▶ **Exercise**:
Gather, from the data below, each line in which the word "Database" occurs.

▶ **Dataset extract**:

====================

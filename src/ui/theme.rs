use ratatui::style::{Color, Modifier, Style};
use ratatui::text::Span;
use ratatui::widgets::{Block, Borders};
use rust_decimal::Decimal;

pub(crate) const HEADER_BG: Color = Color::Rgb(30, 30, 46);
pub(crate) const HEADER_FG: Color = Color::Rgb(205, 214, 244);
pub(crate) const ACCENT: Color = Color::Rgb(137, 180, 250);
pub(crate) const GREEN: Color = Color::Rgb(166, 227, 161);
pub(crate) const RED: Color = Color::Rgb(243, 139, 168);
pub(crate) const YELLOW: Color = Color::Rgb(249, 226, 175);
pub(crate) const MAUVE: Color = Color::Rgb(203, 166, 247);
pub(crate) const SURFACE: Color = Color::Rgb(49, 50, 68);
pub(crate) const TEXT: Color = Color::Rgb(205, 214, 244);
pub(crate) const TEXT_DIM: Color = Color::Rgb(127, 132, 156);
pub(crate) const OVERLAY: Color = Color::Rgb(69, 71, 90);
pub(crate) const COMMAND_BG: Color = Color::Rgb(24, 24, 37);

pub(crate) fn header_style() -> Style {
    Style::default()
        .fg(HEADER_FG)
        .bg(HEADER_BG)
        .add_modifier(Modifier::BOLD)
}

pub(crate) fn selected_style() -> Style {
    Style::default().fg(HEADER_BG).bg(ACCENT)
}

pub(crate) fn normal_style() -> Style {
    Style::default().fg(TEXT)
}

pub(crate) fn dim_style() -> Style {
    Style::default().fg(TEXT_DIM)
}

pub(crate) fn income_style() -> Style {
    Style::default().fg(GREEN)
}

pub(crate) fn expense_style() -> Style {
    Style::default().fg(RED)
}

/// Green for gains, red for losses, plain text for zero.
pub(crate) fn amount_style(val: Decimal) -> Style {
    if val > Decimal::ZERO {
        income_style()
    } else if val < Decimal::ZERO {
        expense_style()
    } else {
        normal_style()
    }
}

pub(crate) fn transfer_style() -> Style {
    Style::default().fg(MAUVE)
}

/// Month separator rows in the history table.
pub(crate) fn month_marker_style() -> Style {
    Style::default()
        .fg(YELLOW)
        .bg(OVERLAY)
        .add_modifier(Modifier::BOLD)
}

pub(crate) fn alt_row_style() -> Style {
    Style::default().fg(TEXT).bg(SURFACE)
}

pub(crate) fn command_bar_style() -> Style {
    Style::default().fg(TEXT).bg(COMMAND_BG)
}

pub(crate) fn status_bar_style() -> Style {
    Style::default().fg(TEXT_DIM).bg(SURFACE)
}

pub(crate) fn title_style() -> Style {
    Style::default().fg(TEXT_DIM).add_modifier(Modifier::BOLD)
}

/// Bordered panel with a dim bold title.
pub(crate) fn panel(title: impl Into<String>) -> Block<'static> {
    Block::default()
        .borders(Borders::ALL)
        .border_style(Style::default().fg(OVERLAY))
        .title(Span::styled(format!(" {} ", title.into()), title_style()))
}
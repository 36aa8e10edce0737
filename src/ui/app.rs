use anyhow::Result;
use chrono::{Local, NaiveDate};

use crate::config::Config;
use crate::db::Database;
use crate::ledger::{self, Snapshot, Summary};
use crate::models::*;
use crate::replay::{self, History, HistoryRow};
use crate::stats::{self, AccountEarnings, AccountShare, CategoryTotals, DayFlows};

/// Days shown by the dashboard spend sparkline.
const SPARKLINE_DAYS: u64 = 60;

#[derive(Debug, Clone, Copy, PartialEq, Eq)]
pub(crate) enum Screen {
    Dashboard,
    Accounts,
    Flows,
    History,
    Stats,
}

impl Screen {
    pub(crate) fn all() -> &'static [Screen] {
        &[
            Self::Dashboard,
            Self::Accounts,
            Self::Flows,
            Self::History,
            Self::Stats,
        ]
    }
}

impl std::fmt::Display for Screen {
    fn fmt(&self, f: &mut std::fmt::Formatter<'_>) -> std::fmt::Result {
        match self {
            Self::Dashboard => write!(f, "Dashboard"),
            Self::Accounts => write!(f, "Accounts"),
            Self::Flows => write!(f, "Flows"),
            Self::History => write!(f, "History"),
            Self::Stats => write!(f, "Stats"),
        }
    }
}

#[derive(Debug, Clone, Copy, PartialEq, Eq)]
pub(crate) enum InputMode {
    Normal,
    Command,
    Search,
    Confirm,
}

impl std::fmt::Display for InputMode {
    fn fmt(&self, f: &mut std::fmt::Formatter<'_>) -> std::fmt::Result {
        match self {
            Self::Normal => write!(f, "NORMAL"),
            Self::Command => write!(f, "COMMAND"),
            Self::Search => write!(f, "SEARCH"),
            Self::Confirm => write!(f, "CONFIRM"),
        }
    }
}

/// Pending action that requires user confirmation.
#[derive(Debug, Clone, PartialEq)]
pub(crate) enum PendingAction {
    DeleteFlow { id: i64, name: String },
    DeleteTransfer { id: i64, name: String },
    DeleteAccount { id: i64, name: String },
}

pub(crate) struct App {
    pub(crate) running: bool,
    pub(crate) screen: Screen,
    pub(crate) input_mode: InputMode,
    pub(crate) command_input: String,
    pub(crate) search_input: String,
    pub(crate) status_message: String,
    pub(crate) show_help: bool,
    pub(crate) today: NaiveDate,
    pub(crate) config: Config,

    pub(crate) snapshot: Snapshot,
    /// Set when the current rates cannot convert every account.
    pub(crate) rates_error: Option<String>,

    // Dashboard
    pub(crate) summary: Option<Summary>,
    pub(crate) repartition: Vec<AccountShare>,
    pub(crate) daily: Vec<DayFlows>,

    // Accounts
    pub(crate) account_index: usize,

    // Flows
    pub(crate) movements: Vec<Movement>,
    pub(crate) flow_index: usize,
    pub(crate) flow_scroll: usize,
    pub(crate) flow_filter_account: Option<i64>,

    // History
    pub(crate) history: History,
    /// Accounts shown by the history; empty means every account.
    pub(crate) history_accounts: Vec<i64>,
    pub(crate) history_from: Option<NaiveDate>,
    pub(crate) history_to: Option<NaiveDate>,
    pub(crate) history_scroll: usize,
    pub(crate) history_error: Option<String>,

    // Stats
    pub(crate) breakdown: Vec<CategoryTotals>,
    pub(crate) earnings: Vec<AccountEarnings>,
    pub(crate) stats_since: NaiveDate,
    pub(crate) stats_scroll: usize,

    // Confirmation
    pub(crate) pending_action: Option<PendingAction>,
    pub(crate) confirm_message: String,

    // Layout (updated each render frame)
    pub(crate) visible_rows: usize,
}

impl App {
    pub(crate) fn new(config: &Config) -> Self {
        let today = Local::now().date_naive();
        Self::with_today(config, today)
    }

    pub(crate) fn with_today(config: &Config, today: NaiveDate) -> Self {
        Self {
            running: true,
            screen: Screen::Dashboard,
            input_mode: InputMode::Normal,
            command_input: String::new(),
            search_input: String::new(),
            status_message: String::new(),
            show_help: false,
            today,
            config: config.clone(),

            snapshot: Snapshot::default(),
            rates_error: None,

            summary: None,
            repartition: Vec::new(),
            daily: Vec::new(),

            account_index: 0,

            movements: Vec::new(),
            flow_index: 0,
            flow_scroll: 0,
            flow_filter_account: None,

            history: History::default(),
            history_accounts: Vec::new(),
            history_from: None,
            history_to: None,
            history_scroll: 0,
            history_error: None,

            breakdown: Vec::new(),
            earnings: Vec::new(),
            stats_since: config.stats_since(today),
            stats_scroll: 0,

            pending_action: None,
            confirm_message: String::new(),

            visible_rows: 20,
        }
    }

    pub(crate) fn refresh_all(&mut self, db: &Database) -> Result<()> {
        self.snapshot = Snapshot::load(db)?;
        self.refresh_dashboard();
        self.refresh_accounts();
        self.refresh_flows();
        self.refresh_history(db)?;
        self.refresh_stats();
        Ok(())
    }

    /// Recompute the dashboard from the loaded snapshot. Conversion failures
    /// are kept for display rather than aborting.
    pub(crate) fn refresh_dashboard(&mut self) {
        let ids = self.snapshot.account_ids();
        let first = self
            .today
            .checked_sub_days(chrono::Days::new(SPARKLINE_DAYS - 1))
            .unwrap_or(self.today);

        let computed = ledger::summarize(&self.snapshot, self.today).and_then(|summary| {
            let repartition =
                stats::balance_repartition(&self.snapshot.balances, &self.snapshot.rates, &ids)?;
            let daily = stats::daily_flows(
                &self.snapshot.flows,
                &self.snapshot.accounts,
                &self.snapshot.rates,
                first,
                self.today,
                &ids,
            )?;
            Ok((summary, repartition, daily))
        });

        match computed {
            Ok((summary, repartition, daily)) => {
                self.summary = Some(summary);
                self.repartition = repartition;
                self.daily = daily;
                self.rates_error = None;
            }
            Err(e) => {
                tracing::warn!(error = %e, "dashboard unavailable");
                self.summary = None;
                self.repartition.clear();
                self.daily.clear();
                self.rates_error = Some(e.to_string());
            }
        }
    }

    pub(crate) fn refresh_accounts(&mut self) {
        if self.account_index >= self.snapshot.balances.len() {
            self.account_index = self.snapshot.balances.len().saturating_sub(1);
        }
    }

    /// Rebuild the merged flow/transfer list from the snapshot, applying the
    /// account filter and the search text.
    pub(crate) fn refresh_flows(&mut self) {
        let needle = self.search_input.to_lowercase();
        let flows: Vec<Flow> = self
            .snapshot
            .flows
            .iter()
            .filter(|f| self.flow_filter_account.map_or(true, |id| f.account_id == id))
            .cloned()
            .collect();
        let transfers: Vec<Transfer> = self
            .snapshot
            .transfers
            .iter()
            .filter(|t| self.flow_filter_account.map_or(true, |id| t.touches(id)))
            .cloned()
            .collect();

        self.movements = Movement::merge(flows, transfers)
            .into_iter()
            .filter(|m| needle.is_empty() || m.name().to_lowercase().contains(&needle))
            .collect();

        if self.flow_index >= self.movements.len() {
            self.flow_index = self.movements.len().saturating_sub(1);
        }
        if self.flow_scroll > self.flow_index {
            self.flow_scroll = self.flow_index;
        }
    }

    pub(crate) fn refresh_history(&mut self, db: &Database) -> Result<()> {
        let last = self.history_to.unwrap_or(self.today);
        let start = self
            .history_from
            .or(self.config.history_start_until(last));
        let (first, last) = replay::history_window(start, last);
        let selected = self.history_selection();

        match ledger::load_history(db, first, last, &selected) {
            Ok(history) => {
                self.history = history;
                self.history_error = None;
            }
            Err(e) => {
                tracing::warn!(error = %e, "history unavailable");
                self.history = History::default();
                self.history_error = Some(e.to_string());
            }
        }
        let len = self.history.rows().len();
        if self.history_scroll >= len {
            self.history_scroll = len.saturating_sub(1);
        }
        Ok(())
    }

    pub(crate) fn refresh_stats(&mut self) {
        self.stats_since = self.config.stats_since(self.today);
        let ids = self.snapshot.account_ids();
        self.earnings =
            stats::earnings_per_account(&self.snapshot.flows, &self.snapshot.accounts, self.stats_since);
        match stats::category_breakdown(
            &self.snapshot.flows,
            &self.snapshot.categories,
            &self.snapshot.accounts,
            &self.snapshot.rates,
            self.stats_since,
            &ids,
        ) {
            Ok(rows) => self.breakdown = rows,
            Err(e) => {
                self.breakdown.clear();
                self.rates_error = Some(e.to_string());
            }
        }
    }

    /// Account ids the history replays.
    pub(crate) fn history_selection(&self) -> Vec<i64> {
        if self.history_accounts.is_empty() {
            self.snapshot.account_ids()
        } else {
            self.history_accounts.clone()
        }
    }

    /// History rows for display, newest first.
    pub(crate) fn history_rows(&self) -> Vec<&HistoryRow> {
        self.history.newest_first().collect()
    }

    pub(crate) fn selected_account(&self) -> Option<&Balance> {
        self.snapshot.balances.get(self.account_index)
    }

    pub(crate) fn selected_movement(&self) -> Option<&Movement> {
        self.movements.get(self.flow_index)
    }

    pub(crate) fn account_name(&self, id: i64) -> &str {
        BankAccount::find_by_id(&self.snapshot.accounts, id)
            .map(|a| a.name.as_str())
            .unwrap_or("?")
    }

    pub(crate) fn account_currency(&self, id: i64) -> &str {
        BankAccount::find_by_id(&self.snapshot.accounts, id)
            .map(|a| a.currency.as_str())
            .unwrap_or("")
    }

    pub(crate) fn category_name(&self, id: i64) -> &str {
        Category::find_by_id(&self.snapshot.categories, id)
            .map(|c| c.name.as_str())
            .unwrap_or("?")
    }

    pub(crate) fn set_status(&mut self, msg: impl Into<String>) {
        self.status_message = msg.into();
    }
}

====================

▶ **Answer to the problem**:
use crate::db::Database;
    pub(crate) fn refresh_all(&mut self, db: &Database) -> Result<()> {
    pub(crate) fn refresh_history(&mut self, db: &Database) -> Result<()> {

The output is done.